As cruel as people can be on the internet, the medium also has the power to connect and heal. According to research published in the “American Journal of Public Health,” social media can aid suicide prevention efforts by connecting teens to help, be it to counselors, resources or other forms of support. The Crisis Text Line offers free crisis counseling via Facebook Messenger and apps like My3 connect suicidal youth to support.

The best prevention, though, is analog: Talk to your teen, says Breuner. The stigma around suicide dissipates if you talk about it like any other health issue. Here, too, media can help.

“If your teen is watching ‘13 Reasons,’ watch it with them,” she says. “Don’t binge-watch. A megadose of a death-themed programming is too intense to digest in one sitting. Instead, use every episode to start a dialogue. Ask how [the main character] could have reached out for help [and] how the other characters could have handled things differently.”

Teens may not suffer a long discussion about suicide, so get to the point. Ask direct questions about your teen’s inner world. “It’s a myth that direct questions will actually prompt a teen to consider suicide, but it’s a myth I hear it all the time,” Breuner says. Research shows that the most effective questions are simple: Are you depressed? Are you having as much fun now as you used to? “These are the diagnostic questions practitioners use, and they’re what’s proven to work well,” Breuner says.

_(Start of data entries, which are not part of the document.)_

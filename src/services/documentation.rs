use utoipa::OpenApi;

#[derive(OpenApi)]
/// Aggregated OpenAPI specification for the sabre logger backend.
#[openapi(
    paths(
        crate::routes::health::healthcheck,
        crate::routes::taxonomy::taxonomy,
        crate::routes::auth::login,
        crate::routes::auth::callback,
        crate::routes::auth::sign_out,
        crate::routes::auth::me,
        crate::routes::matches::create_match,
        crate::routes::matches::list_matches,
        crate::routes::matches::get_match,
        crate::routes::matches::update_tags,
        crate::routes::matches::finalize_match,
        crate::routes::matches::delete_match,
        crate::routes::points::add_point,
        crate::routes::points::list_points,
        crate::routes::points::delete_latest_point,
        crate::routes::points::update_point,
        crate::routes::points::delete_point,
        crate::routes::session::open_session,
        crate::routes::session::get_session,
        crate::routes::session::close_session,
        crate::routes::session::session_events,
        crate::routes::session::tap,
        crate::routes::session::choose_situation,
        crate::routes::session::choose_phrase,
        crate::routes::session::edit_note,
        crate::routes::session::save,
        crate::routes::session::cancel,
        crate::routes::session::request_confirmation,
        crate::routes::session::confirm,
        crate::routes::session::dismiss,
        crate::routes::session::toggle_timer,
        crate::routes::session::reset_timer,
        crate::routes::coach::generate_report,
        crate::routes::coach::get_report,
    ),
    components(
        schemas(
            crate::dto::health::HealthResponse,
            crate::dto::taxonomy::TaxonomyResponse,
            crate::dto::auth::UserView,
            crate::dto::matches::MatchSummary,
            crate::dto::points::PointView,
            crate::dto::session::SessionSnapshot,
            crate::dto::sse::IndicatorClearedEvent,
            crate::dto::sse::SessionClosedEvent,
            crate::dto::coach::CoachReportView,
        )
    ),
    tags(
        (name = "health", description = "Health check endpoints"),
        (name = "taxonomy", description = "Situations, phrases and suggested match tags"),
        (name = "auth", description = "OAuth sign-in through the identity provider"),
        (name = "matches", description = "Match history and final scores"),
        (name = "points", description = "Recorded touches of a match"),
        (name = "session", description = "Live match session and its event stream"),
        (name = "coach", description = "AI coaching report"),
    )
)]
pub struct ApiDoc;
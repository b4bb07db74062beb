use axum::{
    Json, Router,
    extract::{Path, Query, State},
    http::StatusCode,
    routing::{get, put},
};
use axum_valid::Valid;
use uuid::Uuid;

use crate::{
    dto::{
        ApiResponse,
        matches::{
            CreateMatchRequest, FinalizeMatchRequest, MatchListQuery, MatchSummary,
            UpdateTagsRequest,
        },
    },
    error::AppError,
    routes::current_user::CurrentUser,
    services::match_service,
    state::{SharedState, score::Tally},
};

/// Match history and match management routes.
pub fn router() -> Router<SharedState> {
    Router::new()
        .route("/matches", get(list_matches).post(create_match))
        .route("/matches/{id}", get(get_match).delete(delete_match))
        .route("/matches/{id}/tags", put(update_tags))
        .route("/matches/{id}/score", put(finalize_match))
}

/// Start logging a new bout.
#[utoipa::path(
    post,
    path = "/matches",
    tag = "matches",
    request_body = CreateMatchRequest,
    responses(
        (status = 201, description = "Match created", body = ApiResponse<MatchSummary>),
        (status = 400, description = "Invalid payload"),
        (status = 401, description = "Not signed in")
    )
)]
pub async fn create_match(
    State(state): State<SharedState>,
    user: CurrentUser,
    Valid(Json(payload)): Valid<Json<CreateMatchRequest>>,
) -> Result<(StatusCode, Json<ApiResponse<MatchSummary>>), AppError> {
    let summary = match_service::create_match(&state, user.id(), payload).await?;
    Ok((StatusCode::CREATED, Json(ApiResponse::new(summary))))
}

/// Match history of the caller, newest first.
#[utoipa::path(
    get,
    path = "/matches",
    tag = "matches",
    params(MatchListQuery),
    responses(
        (status = 200, description = "Matches", body = ApiResponse<Vec<MatchSummary>>),
        (status = 400, description = "Malformed filter")
    )
)]
pub async fn list_matches(
    State(state): State<SharedState>,
    user: CurrentUser,
    Query(query): Query<MatchListQuery>,
) -> Result<Json<ApiResponse<Vec<MatchSummary>>>, AppError> {
    let matches = match_service::list_matches(&state, user.id(), query).await?;
    Ok(Json(ApiResponse::new(matches)))
}

/// One match with its displayed score.
#[utoipa::path(
    get,
    path = "/matches/{id}",
    tag = "matches",
    params(("id" = Uuid, Path, description = "Match identifier")),
    responses(
        (status = 200, description = "Match", body = ApiResponse<MatchSummary>),
        (status = 404, description = "Unknown match")
    )
)]
pub async fn get_match(
    State(state): State<SharedState>,
    user: CurrentUser,
    Path(id): Path<Uuid>,
) -> Result<Json<ApiResponse<MatchSummary>>, AppError> {
    let summary = match_service::get_match(&state, user.id(), id).await?;
    Ok(Json(ApiResponse::new(summary)))
}

/// Replace the descriptive tags of a match.
#[utoipa::path(
    put,
    path = "/matches/{id}/tags",
    tag = "matches",
    params(("id" = Uuid, Path, description = "Match identifier")),
    request_body = UpdateTagsRequest,
    responses(
        (status = 200, description = "Tags replaced", body = ApiResponse<MatchSummary>),
        (status = 404, description = "Unknown match")
    )
)]
pub async fn update_tags(
    State(state): State<SharedState>,
    user: CurrentUser,
    Path(id): Path<Uuid>,
    Valid(Json(payload)): Valid<Json<UpdateTagsRequest>>,
) -> Result<Json<ApiResponse<MatchSummary>>, AppError> {
    let summary = match_service::update_tags(&state, user.id(), id, payload.tags).await?;
    Ok(Json(ApiResponse::new(summary)))
}

/// Record the final score of a match.
#[utoipa::path(
    put,
    path = "/matches/{id}/score",
    tag = "matches",
    params(("id" = Uuid, Path, description = "Match identifier")),
    request_body = FinalizeMatchRequest,
    responses(
        (status = 200, description = "Match finalized", body = ApiResponse<MatchSummary>),
        (status = 404, description = "Unknown match")
    )
)]
pub async fn finalize_match(
    State(state): State<SharedState>,
    user: CurrentUser,
    Path(id): Path<Uuid>,
    Valid(Json(payload)): Valid<Json<FinalizeMatchRequest>>,
) -> Result<Json<ApiResponse<MatchSummary>>, AppError> {
    let score = Tally::new(payload.score_me, payload.score_opponent);
    let summary = match_service::finalize_match(&state, user.id(), id, score).await?;
    Ok(Json(ApiResponse::new(summary)))
}

/// Delete a match with all of its touches.
#[utoipa::path(
    delete,
    path = "/matches/{id}",
    tag = "matches",
    params(("id" = Uuid, Path, description = "Match identifier")),
    responses(
        (status = 204, description = "Match deleted"),
        (status = 404, description = "Unknown match")
    )
)]
pub async fn delete_match(
    State(state): State<SharedState>,
    user: CurrentUser,
    Path(id): Path<Uuid>,
) -> Result<StatusCode, AppError> {
    match_service::delete_match(&state, user.id(), id).await?;
    Ok(StatusCode::NO_CONTENT)
}
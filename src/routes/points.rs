use axum::{
    Json, Router,
    extract::{Path, State},
    http::StatusCode,
    routing::{delete, get, put},
};
use axum_valid::Valid;
use uuid::Uuid;

use crate::{
    dto::{
        ApiResponse,
        points::{CreatePointRequest, PointView, UpdatePointRequest},
    },
    error::AppError,
    routes::current_user::CurrentUser,
    services::point_service,
    state::SharedState,
};

/// Point log routes of a match.
pub fn router() -> Router<SharedState> {
    Router::new()
        .route(
            "/matches/{id}/points",
            get(list_points).post(add_point),
        )
        .route("/matches/{id}/points/latest", delete(delete_latest_point))
        .route(
            "/matches/{id}/points/{point_id}",
            put(update_point).delete(delete_point),
        )
}

/// Append a classified touch.
#[utoipa::path(
    post,
    path = "/matches/{id}/points",
    tag = "points",
    params(("id" = Uuid, Path, description = "Match identifier")),
    request_body = CreatePointRequest,
    responses(
        (status = 201, description = "Point recorded", body = ApiResponse<PointView>),
        (status = 400, description = "Unknown situation or phrase, or inconsistent score snapshot"),
        (status = 404, description = "Unknown match")
    )
)]
pub async fn add_point(
    State(state): State<SharedState>,
    user: CurrentUser,
    Path(id): Path<Uuid>,
    Valid(Json(payload)): Valid<Json<CreatePointRequest>>,
) -> Result<(StatusCode, Json<ApiResponse<PointView>>), AppError> {
    let point = point_service::add_point(&state, user.id(), id, payload).await?;
    Ok((StatusCode::CREATED, Json(ApiResponse::new(point))))
}

/// Touches of a match in chronological order.
#[utoipa::path(
    get,
    path = "/matches/{id}/points",
    tag = "points",
    params(("id" = Uuid, Path, description = "Match identifier")),
    responses(
        (status = 200, description = "Points", body = ApiResponse<Vec<PointView>>),
        (status = 404, description = "Unknown match")
    )
)]
pub async fn list_points(
    State(state): State<SharedState>,
    user: CurrentUser,
    Path(id): Path<Uuid>,
) -> Result<Json<ApiResponse<Vec<PointView>>>, AppError> {
    let points = point_service::list_points(&state, user.id(), id).await?;
    Ok(Json(ApiResponse::new(points)))
}

/// Undo the most recent touch.
#[utoipa::path(
    delete,
    path = "/matches/{id}/points/latest",
    tag = "points",
    params(("id" = Uuid, Path, description = "Match identifier")),
    responses(
        (status = 200, description = "Removed point", body = ApiResponse<PointView>),
        (status = 404, description = "Unknown match or no point to undo")
    )
)]
pub async fn delete_latest_point(
    State(state): State<SharedState>,
    user: CurrentUser,
    Path(id): Path<Uuid>,
) -> Result<Json<ApiResponse<PointView>>, AppError> {
    let point = point_service::delete_latest_point(&state, user.id(), id).await?;
    Ok(Json(ApiResponse::new(point)))
}

/// Reclassify a recorded touch.
#[utoipa::path(
    put,
    path = "/matches/{id}/points/{point_id}",
    tag = "points",
    params(
        ("id" = Uuid, Path, description = "Match identifier"),
        ("point_id" = Uuid, Path, description = "Point identifier")
    ),
    request_body = UpdatePointRequest,
    responses(
        (status = 200, description = "Point updated", body = ApiResponse<PointView>),
        (status = 404, description = "Unknown match or point")
    )
)]
pub async fn update_point(
    State(state): State<SharedState>,
    user: CurrentUser,
    Path((id, point_id)): Path<(Uuid, Uuid)>,
    Valid(Json(payload)): Valid<Json<UpdatePointRequest>>,
) -> Result<Json<ApiResponse<PointView>>, AppError> {
    let point = point_service::update_point(&state, user.id(), id, point_id, payload).await?;
    Ok(Json(ApiResponse::new(point)))
}

/// Delete one touch.
#[utoipa::path(
    delete,
    path = "/matches/{id}/points/{point_id}",
    tag = "points",
    params(
        ("id" = Uuid, Path, description = "Match identifier"),
        ("point_id" = Uuid, Path, description = "Point identifier")
    ),
    responses(
        (status = 204, description = "Point deleted"),
        (status = 404, description = "Unknown match or point")
    )
)]
pub async fn delete_point(
    State(state): State<SharedState>,
    user: CurrentUser,
    Path((id, point_id)): Path<(Uuid, Uuid)>,
) -> Result<StatusCode, AppError> {
    point_service::delete_point(&state, user.id(), id, point_id).await?;
    Ok(StatusCode::NO_CONTENT)
}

Use your teen’s answers to guide your next steps, she says. If your teen tells you they’re depressed or if they show signs of social withdrawal, sudden academic trouble, extreme mood swings or self-destructive acts, call the National Suicide Prevention Line (1-800-273-8255) or your pediatrician right away. The bottom line: When your teen mentions suicide, take it seriously.

Though direct communication is best, experts like Barron also recommend staying in touch with your child’s life on social media. Have regular conversations about digital citizenship, check social posts regularly and restrict smartphone use at night. Some caregivers might consider apps that help track kids’ social media use, such as Limitly, PocketGuardian and Bark, particularly for younger teens who are just learning to navigate social media. For the most part, these tracking apps don’t give caregivers access to what’s been posted, but instead provide alerts when kids are using or exchanging violent or sexual content. This way, you can intervene before your teen gets swept away by destructive social riptides, says Barron.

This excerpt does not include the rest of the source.